Penambahan Panas Lautan Memecahkan Rekor pada 2022
Sepanjang 2022, ada penambahan 10 zetta joule ke laut daripada tahun 2021. Salah satu dampak memanasnya lautan ini adalah meningkatnya frekuensi dan intensitas cuaca ekstrem di berbagai belahan dunia.
Oleh
AHMAD ARIF
·4 menit baca
JAKARTA, KOMPAS — Temperatur laut terus memecahkan rekor pada 2022 yang berdampak pada ekosistem terestrial hingga meningkatkan cuaca ekstrem. Sepanjang 2022, ada penambahan sekitar 10 zetta joule atau setara dengan 100 kali produksi listrik dunia ke laut daripada yang terjadi pada tahun 2021.
Joule merupakan satuan untuk mengukur panas. Dan zetta joule artinya ada 21 angka nol di belakangnya satuan joule ini. Energi panas 10 zetta joule ini setara dengan kira-kira 100 kali produksi listrik dunia pada tahun 2021 (28.466 TWH/terawatt hour), sekitar 325 kali produksi listrik China tahun 2021 (8.537 TWH), dan hampir 634 kali produksi listrik Amerika Serikat tahun 2021 (4.381 TWH).
Besarnya energi panas yang masuk ke lautan ini dilaporkan 24 ilmuwan dari 16 lembaga di seluruh dunia di jurnal Advances in Atmospheric Sciences pada Rabu (11/1/2023).

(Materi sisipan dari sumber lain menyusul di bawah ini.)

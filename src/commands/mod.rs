//! Tauri Command Wrappers
//!
//! Frontend bindings to backend commands. Calls go through the [`Bridge`]
//! trait so the controller can run against a scripted bridge in tests.

mod todo;

use async_trait::async_trait;
use serde::Serialize;
use serde_json::Value;
use wasm_bindgen::prelude::*;

use crate::error::{remote_message, ViewError};

pub use todo::*;

#[wasm_bindgen]
extern "C" {
    #[wasm_bindgen(js_namespace = ["window", "__TAURI__", "core"], catch)]
    async fn invoke(cmd: &str, args: JsValue) -> Result<JsValue, JsValue>;
}

/// Channel for named remote calls to the host
#[async_trait(?Send)]
pub trait Bridge {
    async fn invoke(&self, command: &str, args: Value) -> Result<Value, ViewError>;
}

/// Bridge backed by `window.__TAURI__.core.invoke`
#[derive(Debug, Clone, Copy, Default)]
pub struct TauriBridge;

impl TauriBridge {
    /// `Some` once the Tauri global API has been injected
    pub fn locate() -> Option<Self> {
        tauri_core_ready().then_some(TauriBridge)
    }
}

#[async_trait(?Send)]
impl Bridge for TauriBridge {
    async fn invoke(&self, command: &str, args: Value) -> Result<Value, ViewError> {
        let serializer = serde_wasm_bindgen::Serializer::json_compatible();
        let js_args = args.serialize(&serializer).map_err(|e| ViewError::codec(command, e))?;
        let result = invoke(command, js_args)
            .await
            .map_err(|e| ViewError::RemoteCall(describe_js_error(&e)))?;
        if result.is_undefined() || result.is_null() {
            return Ok(Value::Null);
        }
        serde_wasm_bindgen::from_value(result).map_err(|e| ViewError::codec(command, e))
    }
}

fn tauri_core_ready() -> bool {
    let Some(window) = web_sys::window() else {
        return false;
    };
    ["__TAURI__", "core", "invoke"]
        .iter()
        .try_fold(JsValue::from(window), |target, key| {
            js_sys::Reflect::get(&target, &JsValue::from_str(key))
                .ok()
                .filter(|value| !value.is_undefined() && !value.is_null())
        })
        .is_some_and(|invoke| invoke.is_function())
}

/// Host rejections are either a plain string or an object with `message`.
fn describe_js_error(err: &JsValue) -> String {
    remote_message(&js_error_value(err))
}

// `Error.message` is not enumerable, so it is read before the generic conversion
fn js_error_value(err: &JsValue) -> Value {
    if let Some(message) = err.as_string() {
        return Value::String(message);
    }
    if let Some(message) = js_sys::Reflect::get(err, &JsValue::from_str("message"))
        .ok()
        .and_then(|m| m.as_string())
    {
        return serde_json::json!({ "message": message });
    }
    serde_wasm_bindgen::from_value(err.clone()).unwrap_or_else(|_| Value::String(format!("{:?}", err)))
}
//! View Errors
//!
//! Every failure a user action can run into. All of them are caught at the
//! controller boundary and shown in the error region.

use serde_json::Value;
use thiserror::Error;

#[derive(Debug, Clone, PartialEq, Eq, Error)]
pub enum ViewError {
    /// The host bridge never became callable during startup
    #[error("{0}")]
    BridgeUnavailable(String),

    /// Client-side precondition failed; no call was issued
    #[error("{0}")]
    Validation(String),

    /// The host rejected or failed the call
    #[error("{0}")]
    RemoteCall(String),

    /// Arguments or response did not match the command contract
    #[error("`{command}`: {message}")]
    Codec { command: String, message: String },
}

impl ViewError {
    pub fn codec(command: &str, err: impl std::fmt::Display) -> Self {
        ViewError::Codec {
            command: command.to_string(),
            message: err.to_string(),
        }
    }
}

/// Text of a host rejection: the string itself, else its `message`
/// field, else its JSON form.
pub fn remote_message(value: &Value) -> String {
    match value {
        Value::String(message) => message.clone(),
        Value::Object(fields) => match fields.get("message") {
            Some(Value::String(message)) => message.clone(),
            _ => value.to_string(),
        },
        other => other.to_string(),
    }
}

#[cfg(test)]
mod tests {
    use super::*;
    use serde_json::json;

    #[test]
    fn test_remote_message_plain_string() {
        assert_eq!(remote_message(&json!("Todo not found")), "Todo not found");
    }

    #[test]
    fn test_remote_message_field() {
        let value = json!({"name": "Error", "message": "Database connection is closed."});
        assert_eq!(remote_message(&value), "Database connection is closed.");
    }

    #[test]
    fn test_remote_message_string_conversion() {
        assert_eq!(remote_message(&json!({"code": 23505})), r#"{"code":23505}"#);
        assert_eq!(remote_message(&json!({"message": 42})), r#"{"message":42}"#);
        assert_eq!(remote_message(&json!(404)), "404");
    }

    #[test]
    fn test_messages_are_shown_verbatim() {
        assert_eq!(ViewError::RemoteCall("Todo not found".into()).to_string(), "Todo not found");
        assert_eq!(ViewError::Validation("Title cannot be empty".into()).to_string(), "Title cannot be empty");
        assert_eq!(
            ViewError::codec("list_todos", "invalid type").to_string(),
            "`list_todos`: invalid type"
        );
    }
}
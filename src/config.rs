//! Configuration for the schema compiler and the `schemac` tool
//!
//! Supports loading configuration from:
//! - Default values
//! - Config file (schemac.toml)
//! - Environment variables (SCHEMAC__*)
//!
//! ## Example config file (schemac.toml):
//! ```toml
//! [compiler]
//! max_inline_depth = 32
//! strict_map_keys = true
//!
//! [output]
//! format = "pretty"
//! show_anonymous = true
//! ```

use config_crate::{Config, ConfigError, Environment, File};
use serde::{Deserialize, Serialize};
use std::path::{Path, PathBuf};

use crate::compiler::CompilerSettings;

/// Default file name looked up in the working directory
pub const CONFIG_FILE_NAME: &str = "schemac.toml";

/// Prefix of environment overrides, e.g. `SCHEMAC__COMPILER__MAX_INLINE_DEPTH`
pub const ENV_PREFIX: &str = "SCHEMAC";

/// Main configuration
#[derive(Debug, Clone, Default, PartialEq, Serialize, Deserialize)]
pub struct SchemacConfig {
    /// Compiler settings
    #[serde(default)]
    pub compiler: CompilerSettings,

    /// Output settings for the command line tool
    #[serde(default)]
    pub output: OutputConfig,
}

/// How `schemac` prints compiled types
#[derive(Debug, Clone, PartialEq, Serialize, Deserialize)]
pub struct OutputConfig {
    /// Output format (pretty or compact)
    #[serde(default)]
    pub format: OutputFormat,

    /// Print anonymous types alongside declared ones
    #[serde(default = "default_true")]
    pub show_anonymous: bool,
}

/// Output format for printed types
#[derive(Debug, Clone, Copy, PartialEq, Eq, Serialize, Deserialize, Default)]
#[serde(rename_all = "lowercase")]
pub enum OutputFormat {
    /// Full schema DSL form
    #[default]
    Pretty,
    /// One line per type
    Compact,
}

fn default_true() -> bool {
    true
}

impl Default for OutputConfig {
    fn default() -> Self {
        Self {
            format: OutputFormat::Pretty,
            show_anonymous: true,
        }
    }
}

impl SchemacConfig {
    /// Load configuration from default locations
    pub fn load() -> Result<Self, ConfigError> {
        Self::load_from(None)
    }

    /// Load configuration, adding a required file on top of the defaults
    pub fn load_from(config_path: Option<&Path>) -> Result<Self, ConfigError> {
        Self::load_layered(config_path, ENV_PREFIX)
    }

    fn load_layered(config_path: Option<&Path>, env_prefix: &str) -> Result<Self, ConfigError> {
        let mut builder = Config::builder();

        // Working directory
        for location in ["schemac.toml", ".schemac.toml", "config/schemac.toml"] {
            builder = builder.add_source(File::with_name(location).required(false));
        }

        if let Some(xdg_config) = Self::user_config_path() {
            if xdg_config.exists() {
                builder = builder.add_source(File::from(xdg_config).required(false));
            }
        }

        if let Some(path) = config_path {
            builder = builder.add_source(File::from(path).required(true));
        }

        builder = builder.add_source(
            Environment::with_prefix(env_prefix)
                .separator("__")
                .try_parsing(true),
        );

        let config = builder.build()?;
        config.try_deserialize()
    }

    /// Per-user config file in the XDG config directory
    pub fn user_config_path() -> Option<PathBuf> {
        directories::ProjectDirs::from("dev", "schemac", "schemac")
            .map(|dirs| dirs.config_dir().join(CONFIG_FILE_NAME))
    }

    /// Save configuration to a file
    pub fn save(&self, path: impl AsRef<Path>) -> std::io::Result<()> {
        let content = toml::to_string_pretty(self)
            .map_err(|e| std::io::Error::new(std::io::ErrorKind::InvalidData, e))?;
        std::fs::write(path, content)
    }
}

#[cfg(test)]
mod tests {
    use super::*;

    #[test]
    fn test_default_config() {
        let config = SchemacConfig::default();
        assert_eq!(config.compiler.max_inline_depth, 32);
        assert!(config.compiler.strict_map_keys);
        assert_eq!(config.output.format, OutputFormat::Pretty);
        assert!(config.output.show_anonymous);
    }

    #[test]
    fn test_serialize_config() {
        let config = SchemacConfig::default();
        let toml_str = toml::to_string_pretty(&config).unwrap();
        assert!(toml_str.contains("[compiler]"));
        assert!(toml_str.contains("[output]"));
    }

    #[test]
    fn test_load_from_file_overrides_defaults() {
        let dir = tempfile::tempdir().unwrap();
        let path = dir.path().join("custom.toml");
        std::fs::write(
            &path,
            "[compiler]\nmax_inline_depth = 4\n\n[output]\nformat = \"compact\"\n",
        )
        .unwrap();

        let config = SchemacConfig::load_from(Some(&path)).unwrap();
        assert_eq!(config.compiler.max_inline_depth, 4);
        assert!(config.compiler.strict_map_keys);
        assert_eq!(config.output.format, OutputFormat::Compact);
    }

    #[test]
    fn test_save_then_load() {
        let dir = tempfile::tempdir().unwrap();
        let path = dir.path().join("saved.toml");
        let mut config = SchemacConfig::default();
        config.compiler.strict_map_keys = false;
        config.save(&path).unwrap();

        let loaded = SchemacConfig::load_from(Some(&path)).unwrap();
        assert!(!loaded.compiler.strict_map_keys);
    }

    #[test]
    fn test_missing_explicit_file_is_an_error() {
        let dir = tempfile::tempdir().unwrap();
        assert!(SchemacConfig::load_from(Some(&dir.path().join("absent.toml"))).is_err());
    }

    #[test]
    fn test_environment_override() {
        // Own prefix so loads in concurrently running tests never see it
        std::env::set_var("SCHEMAC_ENV_TEST__OUTPUT__SHOW_ANONYMOUS", "false");
        std::env::set_var("SCHEMAC_ENV_TEST__COMPILER__MAX_INLINE_DEPTH", "8");
        let config = SchemacConfig::load_layered(None, "SCHEMAC_ENV_TEST");
        std::env::remove_var("SCHEMAC_ENV_TEST__OUTPUT__SHOW_ANONYMOUS");
        std::env::remove_var("SCHEMAC_ENV_TEST__COMPILER__MAX_INLINE_DEPTH");

        let config = config.unwrap();
        assert!(!config.output.show_anonymous);
        assert_eq!(config.compiler.max_inline_depth, 8);
    }
}
//! Type Dependency Graph
//!
//! A petgraph view over a compiled [`TypeSystem`]: one node per type, one
//! edge per reference. Used for dependency queries, recursion analysis and
//! DOT export.
//!
//! Links are references by address, so they appear in the graph and in DOT
//! output but do not make a type recursive.

use petgraph::algo::kosaraju_scc;
use petgraph::graph::{DiGraph, NodeIndex};
use petgraph::visit::EdgeRef;
use petgraph::Direction;
use serde::Serialize;
use std::collections::HashSet;

use crate::typesystem::{TypeBody, TypeId, TypeKind, TypeRef, TypeSystem, UnionRepr};

/// How one type refers to another
#[derive(Debug, Clone, Copy, PartialEq, Eq, Hash, Serialize)]
#[serde(rename_all = "lowercase")]
pub enum EdgeKind {
    /// Link target
    Link,
    /// Map key type
    Key,
    /// Map or list value type
    Value,
    /// Struct field type
    Field,
    /// Union member
    Member,
}

/// Edge weight: the kind of reference and a label for display
#[derive(Debug, Clone, PartialEq, Eq, Serialize)]
pub struct Dependency {
    pub kind: EdgeKind,
    pub label: String,
}

impl Dependency {
    fn new(kind: EdgeKind, label: impl Into<String>) -> Self {
        Self {
            kind,
            label: label.into(),
        }
    }
}

pub struct TypeGraph<'ts> {
    ts: &'ts TypeSystem,
    graph: DiGraph<TypeId, Dependency>,
    /// Strongly connected groups that make their members recursive, sorted
    recursive: Vec<Vec<TypeId>>,
}

impl<'ts> TypeGraph<'ts> {
    pub fn build(ts: &'ts TypeSystem) -> Self {
        let mut graph = DiGraph::new();
        // Node index equals arena index
        for ty in ts.iter() {
            graph.add_node(ty.id());
        }

        for ty in ts.iter() {
            let from = node(ty.id());
            for (target, dependency) in dependencies(ty) {
                graph.add_edge(from, node(target), dependency);
            }
        }

        let structural = graph.filter_map(
            |_, &id| Some(id),
            |_, dep| (dep.kind != EdgeKind::Link).then(|| dep.clone()),
        );
        let mut recursive: Vec<Vec<TypeId>> = kosaraju_scc(&structural)
            .into_iter()
            .filter(|scc| scc.len() > 1 || structural.contains_edge(scc[0], scc[0]))
            .map(|scc| {
                let mut ids: Vec<TypeId> = scc.into_iter().map(|idx| structural[idx]).collect();
                ids.sort();
                ids
            })
            .collect();
        recursive.sort();

        Self {
            ts,
            graph,
            recursive,
        }
    }

    pub fn node_count(&self) -> usize {
        self.graph.node_count()
    }

    pub fn edge_count(&self) -> usize {
        self.graph.edge_count()
    }

    /// Types referenced directly by `name`
    pub fn dependencies_of(&self, name: &str) -> Vec<TypeRef<'ts>> {
        self.neighbors(name, Direction::Outgoing)
    }

    /// Types that reference `name` directly
    pub fn dependents_of(&self, name: &str) -> Vec<TypeRef<'ts>> {
        self.neighbors(name, Direction::Incoming)
    }

    /// Groups of types that contain each other by value
    pub fn recursive_groups(&self) -> Vec<Vec<TypeRef<'ts>>> {
        self.recursive
            .iter()
            .map(|group| group.iter().map(|&id| self.ts.type_by_id(id)).collect())
            .collect()
    }

    pub fn is_recursive(&self, name: &str) -> bool {
        let Some(ty) = self.ts.get(name) else {
            return false;
        };
        self.recursive.iter().any(|group| group.contains(&ty.id()))
    }

    fn neighbors(&self, name: &str, direction: Direction) -> Vec<TypeRef<'ts>> {
        let Some(ty) = self.ts.get(name) else {
            return Vec::new();
        };
        let mut seen = HashSet::new();
        let mut result: Vec<TypeRef<'ts>> = self
            .graph
            .edges_directed(node(ty.id()), direction)
            .map(|e| match direction {
                Direction::Outgoing => e.target(),
                Direction::Incoming => e.source(),
            })
            .filter(|idx| seen.insert(*idx))
            .map(|idx| self.ts.type_by_id(self.graph[idx]))
            .collect();
        result.sort_by_key(|t| t.id());
        result
    }

    /// Export as a Graphviz digraph
    pub fn to_dot(&self) -> String {
        let mut output = String::new();

        output.push_str("digraph TypeSystem {\n");
        output.push_str("  rankdir=LR;\n");
        output.push_str("  node [shape=box, style=\"filled,rounded\", fontname=\"Helvetica\", fontsize=10];\n");
        output.push_str("  edge [fontname=\"Helvetica\", fontsize=8, fontcolor=\"#606060\"];\n");
        output.push('\n');

        for ty in self.ts.iter() {
            let style = if ty.is_anonymous() {
                ", style=\"filled,rounded,dashed\""
            } else {
                ""
            };
            output.push_str(&format!(
                "  \"{}\" [label=\"{}\\n{}\", fillcolor=\"{}\"{}];\n",
                ty.name(),
                ty.name(),
                ty.type_kind(),
                kind_color(ty.type_kind()),
                style
            ));
        }

        output.push('\n');

        for edge in self.graph.edge_references() {
            let source = self.ts.type_by_id(self.graph[edge.source()]);
            let target = self.ts.type_by_id(self.graph[edge.target()]);
            let dep = edge.weight();
            let dashed = if dep.kind == EdgeKind::Link { ", style=dashed" } else { "" };
            output.push_str(&format!(
                "  \"{}\" -> \"{}\" [label=\"{}\"{}];\n",
                source.name(),
                target.name(),
                dep.label.replace('"', "\\\""),
                dashed
            ));
        }

        output.push_str("}\n");
        output
    }
}

fn node(id: TypeId) -> NodeIndex {
    NodeIndex::new(id.index())
}

/// Outgoing references of one type with their edge weights
fn dependencies(ty: TypeRef<'_>) -> Vec<(TypeId, Dependency)> {
    match ty.kind() {
        TypeBody::Bool
        | TypeBody::String
        | TypeBody::Bytes
        | TypeBody::Int
        | TypeBody::Float
        | TypeBody::Enum(_) => Vec::new(),
        TypeBody::Link(link) => link
            .expected_type
            .map(|id| (id, Dependency::new(EdgeKind::Link, "&")))
            .into_iter()
            .collect(),
        TypeBody::Map(map) => vec![
            (map.key_type, Dependency::new(EdgeKind::Key, "key")),
            (map.value_type, Dependency::new(EdgeKind::Value, "value")),
        ],
        TypeBody::List(list) => vec![(list.value_type, Dependency::new(EdgeKind::Value, "[]"))],
        TypeBody::Struct(st) => st
            .fields
            .iter()
            .map(|f| (f.ty, Dependency::new(EdgeKind::Field, f.name.as_str())))
            .collect(),
        TypeBody::Union(union) => union
            .members
            .iter()
            .map(|&id| (id, Dependency::new(EdgeKind::Member, member_label(&union.representation, id))))
            .collect(),
    }
}

/// Discriminant that selects `member`, joined if there are several
fn member_label(repr: &UnionRepr, member: TypeId) -> String {
    let labels: Vec<String> = match repr {
        UnionRepr::Keyed(table)
        | UnionRepr::Envelope {
            discriminant_table: table,
            ..
        }
        | UnionRepr::Inline {
            discriminant_table: table,
            ..
        }
        | UnionRepr::StringPrefix(table) => table
            .iter()
            .filter(|(_, &id)| id == member)
            .map(|(key, _)| key.clone())
            .collect(),
        UnionRepr::Kinded(table) => table
            .iter()
            .filter(|(_, &id)| id == member)
            .map(|(kind, _)| kind.to_string())
            .collect(),
        UnionRepr::BytePrefix(table) => table.get(&member).map(|b| b.to_string()).into_iter().collect(),
    };
    labels.join("|")
}

fn kind_color(kind: TypeKind) -> &'static str {
    match kind {
        TypeKind::Struct => "#00BCD4",
        TypeKind::Union => "#9C27B0",
        TypeKind::Enum => "#FF5722",
        TypeKind::Map | TypeKind::List => "#4CAF50",
        TypeKind::Link => "#2196F3",
        TypeKind::Bool | TypeKind::String | TypeKind::Bytes | TypeKind::Int | TypeKind::Float => {
            "#B0BEC5"
        }
    }
}
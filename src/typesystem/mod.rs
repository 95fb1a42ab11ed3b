//! Compiled Type System
//!
//! An immutable arena of compiled types produced by
//! [`compile`](crate::compiler::compile). Types refer to each other by
//! [`TypeId`]; [`TypeRef`] pairs a handle with the owning [`TypeSystem`] so
//! callers can walk from one type to the types it references.
//!
//! Arena order is declared types in declaration order, followed by
//! anonymous types in the order they were first encountered.

mod display;
mod types;

pub(crate) use types::Type;
pub use types::{
    EnumRepr, EnumType, LinkType, ListType, MapFieldDetails, MapRepr, MapType, StructField,
    StructRepr, StructType, TypeBody, TypeId, TypeKind, UnionRepr, UnionType,
};

use indexmap::IndexMap;
use std::fmt;

use crate::checksum::Checksum;
use crate::dmt::TypeName;
use crate::kind::Kind;

/// A fully linked, immutable set of compiled types
#[derive(Debug, Clone, PartialEq)]
pub struct TypeSystem {
    types: Vec<Type>,
    by_name: IndexMap<TypeName, TypeId>,
    fingerprint: Checksum,
}

impl TypeSystem {
    /// Assemble from a complete arena; each type's id must equal its index
    pub(crate) fn from_arena(types: Vec<Type>, fingerprint: Checksum) -> Self {
        let by_name = types.iter().map(|t| (t.name.clone(), t.id)).collect();
        Self {
            types,
            by_name,
            fingerprint,
        }
    }

    /// Look up a declared or synthesized type name
    pub fn get(&self, name: &str) -> Option<TypeRef<'_>> {
        self.by_name.get(name).map(|&id| self.type_by_id(id))
    }

    /// Resolve a handle from this type system
    ///
    /// # Panics
    ///
    /// Panics if `id` was issued by a different type system.
    pub fn type_by_id(&self, id: TypeId) -> TypeRef<'_> {
        assert!(id.0 < self.types.len(), "type id {} is not from this type system", id);
        TypeRef { ts: self, id }
    }

    /// Every type in arena order
    pub fn iter(&self) -> impl Iterator<Item = TypeRef<'_>> {
        self.types.iter().map(move |t| TypeRef { ts: self, id: t.id })
    }

    pub fn len(&self) -> usize {
        self.types.len()
    }

    pub fn is_empty(&self) -> bool {
        self.types.is_empty()
    }

    pub fn named_types(&self) -> impl Iterator<Item = TypeRef<'_>> {
        self.iter().filter(|t| !t.is_anonymous())
    }

    pub fn anonymous_types(&self) -> impl Iterator<Item = TypeRef<'_>> {
        self.iter().filter(|t| t.is_anonymous())
    }

    /// Fingerprint of the schema this system was compiled from
    pub fn fingerprint(&self) -> &Checksum {
        &self.fingerprint
    }

    fn slot(&self, id: TypeId) -> &Type {
        &self.types[id.0]
    }
}

// =============================================================================
// Borrowed View
// =============================================================================

/// A compiled type together with the type system that owns it
#[derive(Clone, Copy)]
pub struct TypeRef<'ts> {
    ts: &'ts TypeSystem,
    id: TypeId,
}

impl<'ts> TypeRef<'ts> {
    pub fn id(&self) -> TypeId {
        self.id
    }

    pub fn name(&self) -> &'ts str {
        &self.ts.slot(self.id).name
    }

    /// Kind-specific payload
    pub fn kind(&self) -> &'ts TypeBody {
        &self.ts.slot(self.id).body
    }

    pub fn type_kind(&self) -> TypeKind {
        self.kind().type_kind()
    }

    pub fn is_anonymous(&self) -> bool {
        self.ts.slot(self.id).anonymous
    }

    /// Data model kind of this type's values on the wire
    pub fn representation_kind(&self) -> Option<Kind> {
        self.kind().representation_kind()
    }

    pub fn type_system(&self) -> &'ts TypeSystem {
        self.ts
    }

    /// Another type of the same system
    pub fn resolve(&self, id: TypeId) -> TypeRef<'ts> {
        self.ts.type_by_id(id)
    }

    /// Whether a link type names a target type (false for "any" and non-links)
    pub fn has_expected_type(&self) -> bool {
        self.expected_type().is_some()
    }

    /// Target of a link type; `None` means any type or not a link
    pub fn expected_type(&self) -> Option<TypeRef<'ts>> {
        match self.kind() {
            TypeBody::Link(link) => link.expected_type.map(|id| self.resolve(id)),
            _ => None,
        }
    }

    /// Key type of a map
    pub fn key_type(&self) -> Option<TypeRef<'ts>> {
        match self.kind() {
            TypeBody::Map(map) => Some(self.resolve(map.key_type)),
            _ => None,
        }
    }

    /// Value type of a map or list
    pub fn value_type(&self) -> Option<TypeRef<'ts>> {
        match self.kind() {
            TypeBody::Map(map) => Some(self.resolve(map.value_type)),
            TypeBody::List(list) => Some(self.resolve(list.value_type)),
            _ => None,
        }
    }

    /// Struct fields with their resolved types; empty for other kinds
    pub fn fields(&self) -> Vec<(&'ts StructField, TypeRef<'ts>)> {
        match self.kind() {
            TypeBody::Struct(st) => st.fields.iter().map(|f| (f, self.resolve(f.ty))).collect(),
            _ => Vec::new(),
        }
    }

    pub fn field_type(&self, name: &str) -> Option<TypeRef<'ts>> {
        match self.kind() {
            TypeBody::Struct(st) => st.field(name).map(|f| self.resolve(f.ty)),
            _ => None,
        }
    }

    /// Union members in declared order; empty for other kinds
    pub fn members(&self) -> Vec<TypeRef<'ts>> {
        match self.kind() {
            TypeBody::Union(union) => union.members.iter().map(|&id| self.resolve(id)).collect(),
            _ => Vec::new(),
        }
    }

    /// Every type referenced directly by this one
    pub fn references(&self) -> Vec<TypeRef<'ts>> {
        self.kind()
            .references()
            .into_iter()
            .map(|id| self.resolve(id))
            .collect()
    }
}

impl PartialEq for TypeRef<'_> {
    fn eq(&self, other: &Self) -> bool {
        std::ptr::eq(self.ts, other.ts) && self.id == other.id
    }
}

impl Eq for TypeRef<'_> {}

impl fmt::Debug for TypeRef<'_> {
    fn fmt(&self, f: &mut fmt::Formatter<'_>) -> fmt::Result {
        f.debug_struct("TypeRef")
            .field("id", &self.id)
            .field("name", &self.name())
            .field("kind", &self.type_kind())
            .finish()
    }
}

#[cfg(test)]
mod tests {
    use super::*;

    fn sample() -> TypeSystem {
        let types = vec![
            Type {
                id: TypeId(0),
                name: "String".to_string(),
                anonymous: false,
                body: TypeBody::String,
            },
            Type {
                id: TypeId(1),
                name: "Ref".to_string(),
                anonymous: false,
                body: TypeBody::Link(LinkType {
                    expected_type: Some(TypeId(2)),
                }),
            },
            Type {
                id: TypeId(2),
                name: "List__String".to_string(),
                anonymous: true,
                body: TypeBody::List(ListType {
                    value_type: TypeId(0),
                    value_nullable: false,
                }),
            },
        ];
        TypeSystem::from_arena(types, Checksum::from_str("sample"))
    }

    #[test]
    fn test_lookup_by_name_and_id() {
        let ts = sample();
        let list = ts.get("List__String").unwrap();
        assert_eq!(list.id(), TypeId(2));
        assert_eq!(ts.type_by_id(TypeId(2)), list);
        assert!(ts.get("Missing").is_none());
    }

    #[test]
    fn test_link_navigation() {
        let ts = sample();
        let link = ts.get("Ref").unwrap();
        assert!(link.has_expected_type());
        let target = link.expected_type().unwrap();
        assert_eq!(target.name(), "List__String");
        assert_eq!(target.value_type().unwrap().name(), "String");
        assert_eq!(target.type_system().len(), 3);
    }

    #[test]
    fn test_shareable_across_threads() {
        fn assert_send_sync<T: Send + Sync>() {}
        assert_send_sync::<TypeSystem>();
    }

    #[test]
    fn test_named_and_anonymous_partition() {
        let ts = sample();
        assert_eq!(ts.named_types().count(), 2);
        assert_eq!(
            ts.anonymous_types().map(|t| t.name()).collect::<Vec<_>>(),
            vec!["List__String"]
        );
    }
}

Publikasi disarikan dari dua set data dari Institute of Atmospheric Physics (IAP) di Chinese Academy of Sciences (CAS), dan dari National Centers for Environmental Information (NCEI) dari National Oceanic and Atmospheric Administration (NOAA), yang menganalisis penambahan konten panas lautan dan dampaknya sejak tahun 1950-an.
”Baik data IAP maupun NCEI menunjukkan pesan yang konsisten bahwa kandungan panas lautan di atas 2.000 m mencapai rekor tertinggi pada tahun 2022,” kata Tim Boyer, peneliti senior dari NCEI/NOAA.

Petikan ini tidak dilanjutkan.